第1は経済の効率性が向上し、各国の成長が押し上げられたことだ。その背景としては、貿易取引拡大の直接の恩恵はもとより、新興国においてはサプライチェーンに組み込まれる中で、先進国の経営ノウハウ、技術といったものがもたらされ、生産性の向上につながったことが大きい。
第2はそうした成長押し上げの恩恵に最も浴したのが中国を筆頭とする新興国だったことだ。世界の名目GDPに占める新興国のシェアは、この10年で大きく増加している。
名目GDPシェアの推移(出所)CEIC
そうした中で新興国は、経済力を背景に政治的な発言力を強めようとしている。彼らは、負のイメージがある「第3世界」とか「発展途上国」といったこれまでの呼称と一線を画し、ある種の誇りをもって自らを「グローバルサウス」と位置付けるようになっている。

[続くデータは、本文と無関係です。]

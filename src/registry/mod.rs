//! Model registry: static catalog of local models and verified downloads.
//!
//! The registry knows which models exist, where their weight artifacts live
//! on disk, and whether those artifacts are present and intact. Downloads
//! are idempotent, checksum-verified, and single-flight per model id.

mod catalog;
mod download;

pub use catalog::{ModelDescriptor, ModelRegistry, ModelSummary, PerformanceTier, RegistryError};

第3は先進国が海外へと生産拠点をシフトさせ、さらに生産工程においても国境を越えた分業体制を構築することで、サプライチェーン取引を通じて各国経済の相互依存が強まったことである。
第4は先進国と新興国の経済格差が縮小した一方で、先進国では国内の貧富の差が拡大したことだ。格差の拡大は、グローバリゼーションのせいばかりではない。しかし先進国では、米国を中心に「中国に職を奪われた」との被害者意識が広がり、グローバリゼーションへの反感も高まっている。それが「米国第一」を訴えたトランプ政権誕生の原動力となった側面がある。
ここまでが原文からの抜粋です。